MATERIAL FOR THIS TASK below:
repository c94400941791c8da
//! Key-value persistence backends for the task collection.

pub mod file_store;
pub mod kv;

pub use file_store::{FileKvStore, platform_store_dir, store_dir_from_env};
pub use kv::{KeyValueStore, MemoryKvStore};
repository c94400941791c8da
use thiserror::Error;

#[derive(Debug, Clone, PartialEq, Eq, Error)]
pub enum AppError {
    #[error("invalid_input - {0}")]
    InvalidInput(String),
    #[error("not_found - {0}")]
    NotFound(String),
    #[error("invalid_data - {0}")]
    InvalidData(String),
    #[error("storage_error - {0}")]
    Storage(String),
    #[error("platform_error - {0}")]
    Platform(String),
}

impl AppError {
    pub fn invalid_input<M: Into<String>>(message: M) -> Self {
        Self::InvalidInput(message.into())
    }

    pub fn not_found<M: Into<String>>(message: M) -> Self {
        Self::NotFound(message.into())
    }

    pub fn invalid_data<M: Into<String>>(message: M) -> Self {
        Self::InvalidData(message.into())
    }

    pub fn storage<M: Into<String>>(message: M) -> Self {
        Self::Storage(message.into())
    }

    pub fn platform<M: Into<String>>(message: M) -> Self {
        Self::Platform(message.into())
    }

    pub fn code(&self) -> &'static str {
        match self {
            Self::InvalidInput(_) => "invalid_input",
            Self::NotFound(_) => "not_found",
            Self::InvalidData(_) => "invalid_data",
            Self::Storage(_) => "storage_error",
            Self::Platform(_) => "platform_error",
        }
    }

    pub fn message(&self) -> &str {
        match self {
            Self::InvalidInput(message) => message,
            Self::NotFound(message) => message,
            Self::InvalidData(message) => message,
            Self::Storage(message) => message,
            Self::Platform(message) => message,
        }
    }

    pub fn is_not_found(&self) -> bool {
        matches!(self, Self::NotFound(_))
    }

    pub fn is_validation(&self) -> bool {
        matches!(self, Self::InvalidInput(_))
    }

    /// Storage and data errors are the unexpected class; everything else is routine.
    pub fn is_unexpected(&self) -> bool {
        matches!(self, Self::InvalidData(_) | Self::Storage(_))
    }
}

impl From<std::io::Error> for AppError {
    fn from(err: std::io::Error) -> Self {
        Self::storage(err.to_string())
    }
}

impl From<serde_json::Error> for AppError {
    fn from(err: serde_json::Error) -> Self {
        Self::invalid_data(err.to_string())
    }
}
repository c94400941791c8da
pub mod cli;
pub mod logging;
End of MATERIAL FOR THIS TASK.
| EXERCISE AIM |
The answer must consist of each line from the entries that contains the string "impl".

| RESPONSE TO THE EXERCISE |
impl AppError {
impl From<std::io::Error> for AppError {
impl From<serde_json::Error> for AppError {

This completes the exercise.